■ **Task instructions**:
Give the entries again, exactly as they stand.

Saved entries
//! Immutable ceremony configuration.
//!
//! `ValidatorConfig` replaces the mutable-setter reconfiguration the source
//! permits on a live validator: everything here is assembled once through
//! `ValidatorConfigBuilder` and then shared, read-only, across however many
//! concurrent `validate` calls a host process makes.

use std::sync::Arc;

use crate::attestation::AttestationPolicy;
use crate::crypto::{CryptoProvider, RingCryptoProvider};
use crate::extensions::{DefaultExtensionRegistry, ExtensionRegistry};
use crate::hooks::{
    AcceptAnyTpmDeviceProperty, CustomAuthenticationValidator, CustomRegistrationValidator, ExactOriginValidator,
    MaliciousCounterValueHandler, OriginValidator, RejectOnMaliciousCounter, TpmDevicePropertyDecoder,
    TpmDevicePropertyValidator,
};
use crate::model::CoseAlgorithm;
use crate::self_attestation::{RejectSelfAttestation, SelfAttestationTrustworthinessValidator};
use crate::trust::{EmptyMetadataProvider, EmptyTrustAnchorRepository, MetadataProvider, TrustAnchorRepository};

/// Immutable, `Send + Sync` ceremony configuration shared by every
/// `validate` call a host process makes. Built once via
/// [`ValidatorConfigBuilder`]; there is no setter on this type.
pub struct ValidatorConfig {
    pub user_verification_required: bool,
    pub user_presence_required: bool,
    pub cross_origin_allowed: bool,
    pub accepted_algorithms: Vec<CoseAlgorithm>,
    pub attestation_policy: AttestationPolicy,
    pub crypto: Arc<dyn CryptoProvider>,
    pub trust_anchors: Arc<dyn TrustAnchorRepository>,
    pub metadata: Arc<dyn MetadataProvider>,
    pub origin_validator: Arc<dyn OriginValidator>,
    pub self_attestation_validator: Arc<dyn SelfAttestationTrustworthinessValidator>,
    pub malicious_counter_handler: Arc<dyn MaliciousCounterValueHandler>,
    pub extension_registry: Arc<dyn ExtensionRegistry>,
    pub tpm_device_property_decoder: Option<Arc<dyn TpmDevicePropertyDecoder>>,
    pub tpm_device_property_validator: Option<Arc<dyn TpmDevicePropertyValidator>>,
    pub custom_registration_validators: Vec<Arc<dyn CustomRegistrationValidator>>,
    pub custom_authentication_validators: Vec<Arc<dyn CustomAuthenticationValidator>>,
}

/// Builds a [`ValidatorConfig`]. Every `with_*` method consumes and returns
/// `self`; there is no way to mutate a config after [`build`](Self::build)
/// has produced it.
pub struct ValidatorConfigBuilder {
    user_verification_required: bool,
    user_presence_required: bool,
    cross_origin_allowed: bool,
    accepted_algorithms: Vec<CoseAlgorithm>,
    attestation_policy: AttestationPolicy,
    crypto: Arc<dyn CryptoProvider>,
    trust_anchors: Arc<dyn TrustAnchorRepository>,
    metadata: Arc<dyn MetadataProvider>,
    origin_validator: Arc<dyn OriginValidator>,
    self_attestation_validator: Arc<dyn SelfAttestationTrustworthinessValidator>,
    malicious_counter_handler: Arc<dyn MaliciousCounterValueHandler>,
    extension_registry: Arc<dyn ExtensionRegistry>,
    tpm_device_property_decoder: Option<Arc<dyn TpmDevicePropertyDecoder>>,
    tpm_device_property_validator: Option<Arc<dyn TpmDevicePropertyValidator>>,
    custom_registration_validators: Vec<Arc<dyn CustomRegistrationValidator>>,
    custom_authentication_validators: Vec<Arc<dyn CustomAuthenticationValidator>>,
}

impl Default for ValidatorConfigBuilder {
    fn default() -> Self {
        Self {
            user_verification_required: true,
            user_presence_required: true,
            cross_origin_allowed: false,
            accepted_algorithms: Vec::new(),
            attestation_policy: AttestationPolicy::default(),
            crypto: Arc::new(RingCryptoProvider::new()),
            trust_anchors: Arc::new(EmptyTrustAnchorRepository),
            metadata: Arc::new(EmptyMetadataProvider),
            origin_validator: Arc::new(ExactOriginValidator),
            self_attestation_validator: Arc::new(RejectSelfAttestation),
            malicious_counter_handler: Arc::new(RejectOnMaliciousCounter),
            extension_registry: Arc::new(DefaultExtensionRegistry::default()),
            tpm_device_property_decoder: None,
            tpm_device_property_validator: Some(Arc::new(AcceptAnyTpmDeviceProperty)),
            custom_registration_validators: Vec::new(),
            custom_authentication_validators: Vec::new(),
        }
    }
}

impl ValidatorConfigBuilder {
    pub fn new() -> Self {
        Self::default()
    }

    pub fn user_verification_required(mut self, required: bool) -> Self {
        self.user_verification_required = required;
        self
    }

    pub fn user_presence_required(mut self, required: bool) -> Self {
        self.user_presence_required = required;
        self
    }

    pub fn cross_origin_allowed(mut self, allowed: bool) -> Self {
        self.cross_origin_allowed = allowed;
        self
    }

    /// Acceptable COSE algorithms for a newly registered credential; an
    /// empty list means "accept any".
    pub fn accepted_algorithms(mut self, algorithms: Vec<CoseAlgorithm>) -> Self {
        self.accepted_algorithms = algorithms;
        self
    }

    pub fn attestation_policy(mut self, policy: AttestationPolicy) -> Self {
        self.attestation_policy = policy;
        self
    }

    pub fn crypto_provider(mut self, crypto: Arc<dyn CryptoProvider>) -> Self {
        self.crypto = crypto;
        self
    }

    pub fn trust_anchor_repository(mut self, repository: Arc<dyn TrustAnchorRepository>) -> Self {
        self.trust_anchors = repository;
        self
    }

    pub fn metadata_provider(mut self, provider: Arc<dyn MetadataProvider>) -> Self {
        self.metadata = provider;
        self
    }

    pub fn origin_validator(mut self, validator: Arc<dyn OriginValidator>) -> Self {
        self.origin_validator = validator;
        self
    }

    pub fn self_attestation_validator(mut self, validator: Arc<dyn SelfAttestationTrustworthinessValidator>) -> Self {
        self.self_attestation_validator = validator;
        self
    }

    pub fn malicious_counter_handler(mut self, handler: Arc<dyn MaliciousCounterValueHandler>) -> Self {
        self.malicious_counter_handler = handler;
        self
    }

    pub fn extension_registry(mut self, registry: Arc<dyn ExtensionRegistry>) -> Self {
        self.extension_registry = registry;
        self
    }

    pub fn tpm_device_property_decoder(mut self, decoder: Arc<dyn TpmDevicePropertyDecoder>) -> Self {
        self.tpm_device_property_decoder = Some(decoder);
        self
    }

    pub fn tpm_device_property_validator(mut self, validator: Arc<dyn TpmDevicePropertyValidator>) -> Self {
        self.tpm_device_property_validator = Some(validator);
        self
    }

    pub fn with_custom_registration_validator(mut self, validator: Arc<dyn CustomRegistrationValidator>) -> Self {
        self.custom_registration_validators.push(validator);
        self
    }

    pub fn with_custom_authentication_validator(mut self, validator: Arc<dyn CustomAuthenticationValidator>) -> Self {
        self.custom_authentication_validators.push(validator);
        self
    }

    pub fn build(self) -> ValidatorConfig {
        ValidatorConfig {
            user_verification_required: self.user_verification_required,
            user_presence_required: self.user_presence_required,
            cross_origin_allowed: self.cross_origin_allowed,
            accepted_algorithms: self.accepted_algorithms,
            attestation_policy: self.attestation_policy,
            crypto: self.crypto,
            trust_anchors: self.trust_anchors,
            metadata: self.metadata,
            origin_validator: self.origin_validator,
            self_attestation_validator: self.self_attestation_validator,
            malicious_counter_handler: self.malicious_counter_handler,
            extension_registry: self.extension_registry,
            tpm_device_property_decoder: self.tpm_device_property_decoder,
            tpm_device_property_validator: self.tpm_device_property_validator,
            custom_registration_validators: self.custom_registration_validators,
            custom_authentication_validators: self.custom_authentication_validators,
        }
    }
}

■ **Finished task**:
//! Immutable ceremony configuration.
//!
//! `ValidatorConfig` replaces the mutable-setter reconfiguration the source
//! permits on a live validator: everything here is assembled once through
//! `ValidatorConfigBuilder` and then shared, read-only, across however many
//! concurrent `validate` calls a host process makes.

use std::sync::Arc;

use crate::attestation::AttestationPolicy;
use crate::crypto::{CryptoProvider, RingCryptoProvider};
use crate::extensions::{DefaultExtensionRegistry, ExtensionRegistry};
use crate::hooks::{
    AcceptAnyTpmDeviceProperty, CustomAuthenticationValidator, CustomRegistrationValidator, ExactOriginValidator,
    MaliciousCounterValueHandler, OriginValidator, RejectOnMaliciousCounter, TpmDevicePropertyDecoder,
    TpmDevicePropertyValidator,
};
use crate::model::CoseAlgorithm;
use crate::self_attestation::{RejectSelfAttestation, SelfAttestationTrustworthinessValidator};
use crate::trust::{EmptyMetadataProvider, EmptyTrustAnchorRepository, MetadataProvider, TrustAnchorRepository};

/// Immutable, `Send + Sync` ceremony configuration shared by every
/// `validate` call a host process makes. Built once via
/// [`ValidatorConfigBuilder`]; there is no setter on this type.
pub struct ValidatorConfig {
    pub user_verification_required: bool,
    pub user_presence_required: bool,
    pub cross_origin_allowed: bool,
    pub accepted_algorithms: Vec<CoseAlgorithm>,
    pub attestation_policy: AttestationPolicy,
    pub crypto: Arc<dyn CryptoProvider>,
    pub trust_anchors: Arc<dyn TrustAnchorRepository>,
    pub metadata: Arc<dyn MetadataProvider>,
    pub origin_validator: Arc<dyn OriginValidator>,
    pub self_attestation_validator: Arc<dyn SelfAttestationTrustworthinessValidator>,
    pub malicious_counter_handler: Arc<dyn MaliciousCounterValueHandler>,
    pub extension_registry: Arc<dyn ExtensionRegistry>,
    pub tpm_device_property_decoder: Option<Arc<dyn TpmDevicePropertyDecoder>>,
    pub tpm_device_property_validator: Option<Arc<dyn TpmDevicePropertyValidator>>,
    pub custom_registration_validators: Vec<Arc<dyn CustomRegistrationValidator>>,
    pub custom_authentication_validators: Vec<Arc<dyn CustomAuthenticationValidator>>,
}

/// Builds a [`ValidatorConfig`]. Every `with_*` method consumes and returns
/// `self`; there is no way to mutate a config after [`build`](Self::build)
/// has produced it.
pub struct ValidatorConfigBuilder {
    user_verification_required: bool,
    user_presence_required: bool,
    cross_origin_allowed: bool,
    accepted_algorithms: Vec<CoseAlgorithm>,
    attestation_policy: AttestationPolicy,
    crypto: Arc<dyn CryptoProvider>,
    trust_anchors: Arc<dyn TrustAnchorRepository>,
    metadata: Arc<dyn MetadataProvider>,
    origin_validator: Arc<dyn OriginValidator>,
    self_attestation_validator: Arc<dyn SelfAttestationTrustworthinessValidator>,
    malicious_counter_handler: Arc<dyn MaliciousCounterValueHandler>,
    extension_registry: Arc<dyn ExtensionRegistry>,
    tpm_device_property_decoder: Option<Arc<dyn TpmDevicePropertyDecoder>>,
    tpm_device_property_validator: Option<Arc<dyn TpmDevicePropertyValidator>>,
    custom_registration_validators: Vec<Arc<dyn CustomRegistrationValidator>>,
    custom_authentication_validators: Vec<Arc<dyn CustomAuthenticationValidator>>,
}

impl Default for ValidatorConfigBuilder {
    fn default() -> Self {
        Self {
            user_verification_required: true,
            user_presence_required: true,
            cross_origin_allowed: false,
            accepted_algorithms: Vec::new(),
            attestation_policy: AttestationPolicy::default(),
            crypto: Arc::new(RingCryptoProvider::new()),
            trust_anchors: Arc::new(EmptyTrustAnchorRepository),
            metadata: Arc::new(EmptyMetadataProvider),
            origin_validator: Arc::new(ExactOriginValidator),
            self_attestation_validator: Arc::new(RejectSelfAttestation),
            malicious_counter_handler: Arc::new(RejectOnMaliciousCounter),
            extension_registry: Arc::new(DefaultExtensionRegistry::default()),
            tpm_device_property_decoder: None,
            tpm_device_property_validator: Some(Arc::new(AcceptAnyTpmDeviceProperty)),
            custom_registration_validators: Vec::new(),
            custom_authentication_validators: Vec::new(),
        }
    }
}

impl ValidatorConfigBuilder {
    pub fn new() -> Self {
        Self::default()
    }

    pub fn user_verification_required(mut self, required: bool) -> Self {
        self.user_verification_required = required;
        self
    }

    pub fn user_presence_required(mut self, required: bool) -> Self {
        self.user_presence_required = required;
        self
    }

    pub fn cross_origin_allowed(mut self, allowed: bool) -> Self {
        self.cross_origin_allowed = allowed;
        self
    }

    /// Acceptable COSE algorithms for a newly registered credential; an
    /// empty list means "accept any".
    pub fn accepted_algorithms(mut self, algorithms: Vec<CoseAlgorithm>) -> Self {
        self.accepted_algorithms = algorithms;
        self
    }

    pub fn attestation_policy(mut self, policy: AttestationPolicy) -> Self {
        self.attestation_policy = policy;
        self
    }

    pub fn crypto_provider(mut self, crypto: Arc<dyn CryptoProvider>) -> Self {
        self.crypto = crypto;
        self
    }

    pub fn trust_anchor_repository(mut self, repository: Arc<dyn TrustAnchorRepository>) -> Self {
        self.trust_anchors = repository;
        self
    }

    pub fn metadata_provider(mut self, provider: Arc<dyn MetadataProvider>) -> Self {
        self.metadata = provider;
        self
    }

    pub fn origin_validator(mut self, validator: Arc<dyn OriginValidator>) -> Self {
        self.origin_validator = validator;
        self
    }

    pub fn self_attestation_validator(mut self, validator: Arc<dyn SelfAttestationTrustworthinessValidator>) -> Self {
        self.self_attestation_validator = validator;
        self
    }

    pub fn malicious_counter_handler(mut self, handler: Arc<dyn MaliciousCounterValueHandler>) -> Self {
        self.malicious_counter_handler = handler;
        self
    }

    pub fn extension_registry(mut self, registry: Arc<dyn ExtensionRegistry>) -> Self {
        self.extension_registry = registry;
        self
    }

    pub fn tpm_device_property_decoder(mut self, decoder: Arc<dyn TpmDevicePropertyDecoder>) -> Self {
        self.tpm_device_property_decoder = Some(decoder);
        self
    }

    pub fn tpm_device_property_validator(mut self, validator: Arc<dyn TpmDevicePropertyValidator>) -> Self {
        self.tpm_device_property_validator = Some(validator);
        self
    }

    pub fn with_custom_registration_validator(mut self, validator: Arc<dyn CustomRegistrationValidator>) -> Self {
        self.custom_registration_validators.push(validator);
        self
    }

    pub fn with_custom_authentication_validator(mut self, validator: Arc<dyn CustomAuthenticationValidator>) -> Self {
        self.custom_authentication_validators.push(validator);
        self
    }

    pub fn build(self) -> ValidatorConfig {
        ValidatorConfig {
            user_verification_required: self.user_verification_required,
            user_presence_required: self.user_presence_required,
            cross_origin_allowed: self.cross_origin_allowed,
            accepted_algorithms: self.accepted_algorithms,
            attestation_policy: self.attestation_policy,
            crypto: self.crypto,
            trust_anchors: self.trust_anchors,
            metadata: self.metadata,
            origin_validator: self.origin_validator,
            self_attestation_validator: self.self_attestation_validator,
            malicious_counter_handler: self.malicious_counter_handler,
            extension_registry: self.extension_registry,
            tpm_device_property_decoder: self.tpm_device_property_decoder,
            tpm_device_property_validator: self.tpm_device_property_validator,
            custom_registration_validators: self.custom_registration_validators,
            custom_authentication_validators: self.custom_authentication_validators,
        }
    }
}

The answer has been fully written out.